Cronaca - 17 luglio 2026, 08:00

Planpincieux; il ghiacciaio resta stabile, l'allerta pure

Prosegue il monitoraggio continuo, confermate le misure di sicurezza

Planpincieux; il ghiacciaio resta stabile, l'allerta pure

La situazione del ghiacciaio di Planpincieux, in Val Ferret, resta sotto controllo. Dopo l'attivazione delle misure preventive di Protezione civile, l'assessorato regionale delle Opere pubbliche, Territorio e Ambiente comunica che l'evoluzione del fronte glaciale non presenta, al momento, elementi di peggioramento rispetto alle ultime ore.

Il monitoraggio prosegue senza interruzioni, 24 ore su 24, grazie al lavoro del personale del Dipartimento Ambiente e Territorio, in collaborazione con i tecnici della Fondazione Montagna Sicura e in costante raccordo con il Comune di Courmayeur. Anche nella giornata di ieri la velocità di spostamento del ghiacciaio si è mantenuta sui valori registrati mercoledì 15 luglio, attestandosi intorno agli 800 millimetri al giorno. Gli esperti spiegano inoltre che, allo stato attuale, non vi sono segnali significativi che facciano ipotizzare una frammentazione della massa in movimento in porzioni più piccole, circostanza che determinerebbe scenari di rischio differenti.

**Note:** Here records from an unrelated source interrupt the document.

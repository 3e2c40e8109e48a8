//! Intake state machine
//!
//! Per-user finite-state controller that collects the six profile
//! fields in order, validates each, and hands the completed profile to
//! the analysis orchestrator. Processing is serialized per user id so
//! the session read-modify-write is atomic, while distinct users
//! proceed fully in parallel.

use crate::analysis::{AnalysisOrchestrator, AnalysisOutcome};
use crate::models::{Gender, OutboundMessage, PolicyType};
use crate::AdvisorError;
use std::collections::HashMap;
use std::ops::RangeInclusive;
use std::sync::Arc;
use tokio::sync::{Mutex, RwLock};
use tracing::{debug, info, warn};

pub mod session;
pub use session::{InMemorySessionStore, IntakeStep, Session, SessionStore};

/// Start triggers, matched as case-sensitive substrings. Recognized
/// even mid-flow; a restart always discards the in-progress profile.
const START_TRIGGERS: &[&str] = &["保險經紀人", "保險業務員"];

const TYPE_PROMPT: &str = "您好，我將協助您進行專業保單規劃。\n\
請問您想規劃的保單類型是：\n1️⃣ 財富型\n2️⃣ 保障型\n3️⃣ 醫療型";
const ACTIVATION_PROMPT: &str = "請先輸入「我是保險經紀人」以啟動智能保單規劃助手。";
const TYPE_RETRY: &str = "請回答：財富型 / 保障型 / 醫療型";
const BUDGET_RETRY: &str = "請輸入數字，例如：3000";
const AGE_PROMPT: &str = "請提供客戶保險年齡（例如：30）";
const GENDER_PROMPT: &str = "請問客戶性別？（男 / 女）";
const GENDER_RETRY: &str = "請回答 男 / 女";
const OCCUPATION_PROMPT: &str = "請問職業等級？（1~4）";
const OCCUPATION_RETRY: &str = "請輸入 1~4 之間的數字（職業等級）";
const REFERENCE_PROMPT: &str =
    "最後一步：請貼上可銷售保單的產品頁連結（HTML 或 PDF），我會協助解析與規劃建議。";
const PARSE_FAILED_MSG: &str = "保單連結解析失敗，請確認網址是否正確或改貼文字條款。";
const ANALYSIS_ERROR_MSG: &str = "保單解析或分析時發生錯誤，請稍後重試或改貼文字內容。";
const RESET_NOTICE: &str = "流程狀態異常，已重設流程。請重新輸入「保險經紀人」開始。";
const STORE_ERROR_MSG: &str = "系統暫時無法處理您的請求，請稍後再試。";

/// Full-string integer parse with a closed range check. No leniency
/// toward trailing garbage or empty strings.
fn parse_int_in_range(text: &str, range: RangeInclusive<u32>) -> Option<u32> {
    let value: u32 = text.parse().ok()?;
    range.contains(&value).then_some(value)
}

/// The per-user conversation controller.
pub struct IntakeEngine {
    sessions: Arc<dyn SessionStore>,
    orchestrator: Arc<AnalysisOrchestrator>,
    user_locks: RwLock<HashMap<String, Arc<Mutex<()>>>>,
}

impl IntakeEngine {
    pub fn new(sessions: Arc<dyn SessionStore>, orchestrator: Arc<AnalysisOrchestrator>) -> Self {
        Self {
            sessions,
            orchestrator,
            user_locks: RwLock::new(HashMap::new()),
        }
    }

    /// Process one inbound message and produce the reply.
    ///
    /// Holds the user's lock for the whole read-modify-write, including
    /// the synchronous analysis run on the final step. Messages from
    /// other users are unaffected.
    pub async fn advance(&self, user_id: &str, raw_text: &str) -> OutboundMessage {
        let lock = self.user_lock(user_id).await;
        let _guard = lock.lock().await;

        let text = raw_text.trim();

        // Rule 1: a start trigger always wins, even mid-flow.
        if START_TRIGGERS.iter().any(|trigger| text.contains(trigger)) {
            info!(user_id = %user_id, "Intake: flow (re)started");
            if let Err(error) = self.sessions.put(user_id, Session::start()).await {
                return self.store_failure(user_id, error);
            }
            return OutboundMessage::text(TYPE_PROMPT);
        }

        // Rule 2: no session means activation is required; none is created.
        let session = match self.sessions.get(user_id).await {
            Ok(Some(session)) => session,
            Ok(None) => return OutboundMessage::text(ACTIVATION_PROMPT),
            Err(error) => return self.store_failure(user_id, error),
        };

        // Rule 4: an unrecognized step value is flow corruption.
        let Some(step) = IntakeStep::from_step(session.step) else {
            warn!(user_id = %user_id, step = session.step, "Intake: unrecognized step, resetting");
            if let Err(error) = self.sessions.delete(user_id).await {
                warn!(user_id = %user_id, error = %error, "Intake: session delete failed");
            }
            return OutboundMessage::text(RESET_NOTICE);
        };

        debug!(user_id = %user_id, step = ?step, "Intake: dispatching");
        self.dispatch(user_id, session, step, text).await
    }

    async fn dispatch(
        &self,
        user_id: &str,
        mut session: Session,
        step: IntakeStep,
        text: &str,
    ) -> OutboundMessage {
        match step {
            // A lingering idle session behaves like no session at all.
            IntakeStep::Idle => OutboundMessage::text(ACTIVATION_PROMPT),

            IntakeStep::AwaitType => match PolicyType::from_label(text) {
                Some(policy_type) => {
                    session.policy_type = Some(policy_type);
                    session.advance_to(IntakeStep::AwaitBudget);
                    let reply = format!(
                        "了解！客戶需求：{}\n請問每月可負擔的保費預算大約是多少？（例如：3000）",
                        policy_type.label()
                    );
                    self.save_then_reply(user_id, session, reply).await
                }
                None => OutboundMessage::text(TYPE_RETRY),
            },

            IntakeStep::AwaitBudget => match parse_int_in_range(text, 1..=u32::MAX) {
                Some(budget) => {
                    session.monthly_budget = Some(budget);
                    session.advance_to(IntakeStep::AwaitAge);
                    self.save_then_reply(user_id, session, AGE_PROMPT).await
                }
                None => OutboundMessage::text(BUDGET_RETRY),
            },

            // Invalid age gets no reply at all. Asymmetric versus the
            // budget step, preserved as-is from the original flow.
            IntakeStep::AwaitAge => match parse_int_in_range(text, 1..=u32::MAX) {
                Some(age) => {
                    session.age = Some(age);
                    session.advance_to(IntakeStep::AwaitGender);
                    self.save_then_reply(user_id, session, GENDER_PROMPT).await
                }
                None => OutboundMessage::Silent,
            },

            IntakeStep::AwaitGender => match Gender::from_label(text) {
                Some(gender) => {
                    session.gender = Some(gender);
                    session.advance_to(IntakeStep::AwaitOccupation);
                    self.save_then_reply(user_id, session, OCCUPATION_PROMPT)
                        .await
                }
                None => OutboundMessage::text(GENDER_RETRY),
            },

            IntakeStep::AwaitOccupation => match parse_int_in_range(text, 1..=4) {
                Some(class) => {
                    session.occupation_class = Some(class as u8);
                    session.advance_to(IntakeStep::AwaitReference);
                    self.save_then_reply(user_id, session, REFERENCE_PROMPT)
                        .await
                }
                None => OutboundMessage::text(OCCUPATION_RETRY),
            },

            // The reference is accepted unvalidated; the orchestrator
            // runs synchronously before the reply.
            IntakeStep::AwaitReference => self.complete(user_id, &session, text).await,
        }
    }

    /// Terminal action: run the analysis and always reset to idle —
    /// the session must never be left stuck on the final step.
    async fn complete(&self, user_id: &str, session: &Session, reference: &str) -> OutboundMessage {
        let reply = match session.finalize(reference) {
            Some(profile) => match self.orchestrator.run_analysis(user_id, &profile).await {
                Ok(AnalysisOutcome::Summary(summary)) => OutboundMessage::text(summary),
                Ok(AnalysisOutcome::ParseFailed) => OutboundMessage::text(PARSE_FAILED_MSG),
                Err(error) => {
                    // Full detail goes to the operational log only.
                    warn!(user_id = %user_id, error = %error, "Intake: analysis faulted");
                    OutboundMessage::text(ANALYSIS_ERROR_MSG)
                }
            },
            None => {
                warn!(user_id = %user_id, "Intake: incomplete profile at final step, resetting");
                OutboundMessage::text(RESET_NOTICE)
            }
        };

        if let Err(error) = self.sessions.delete(user_id).await {
            warn!(user_id = %user_id, error = %error, "Intake: session reset failed");
        }

        reply
    }

    async fn save_then_reply(
        &self,
        user_id: &str,
        session: Session,
        reply: impl Into<String>,
    ) -> OutboundMessage {
        match self.sessions.put(user_id, session).await {
            Ok(()) => OutboundMessage::text(reply),
            Err(error) => self.store_failure(user_id, error),
        }
    }

    fn store_failure(&self, user_id: &str, error: AdvisorError) -> OutboundMessage {
        warn!(user_id = %user_id, error = %error, "Intake: session store failure");
        OutboundMessage::text(STORE_ERROR_MSG)
    }

    /// Per-user lock, created on first contact. Double-checked so the
    /// common path takes only the read lock.
    async fn user_lock(&self, user_id: &str) -> Arc<Mutex<()>> {
        {
            let locks = self.user_locks.read().await;
            if let Some(lock) = locks.get(user_id) {
                return lock.clone();
            }
        }

        let mut locks = self.user_locks.write().await;
        locks
            .entry(user_id.to_string())
            .or_insert_with(|| Arc::new(Mutex::new(())))
            .clone()
    }
}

Nel corso della mattinata i tecnici di Fondazione Montagna Sicura hanno effettuato un nuovo rilievo con drone, finalizzato a perfezionare la stima della volumetria interessata dal movimento. Le nuove elaborazioni hanno evidenziato una riduzione della massa coinvolta rispetto alle valutazioni precedenti, un dato considerato positivo nell'ambito dell'attività di sorveglianza.

Resta comunque confermata la condizione MONIGLAC rossa sullo scenario S4 e rimangono in vigore le misure di Protezione civile adottate dal Comune di Courmayeur. L'accesso alla Val Ferret continua quindi a essere consentito esclusivamente secondo le modalità previste dall'ordinanza comunale 6130 del 16 luglio, che disciplina la viabilità e le condizioni di sicurezza nell'area interessata.

Sul fronte meteorologico, lo zero termico è previsto fino a domani a quote comprese tra i 4.400 e i 3.700 metri, mentre per il fine settimana è atteso un lieve abbassamento fino a circa 4.000 metri, elemento che continuerà a essere attentamente monitorato dagli specialisti, considerata l'influenza delle temperature sull'evoluzione del ghiacciaio.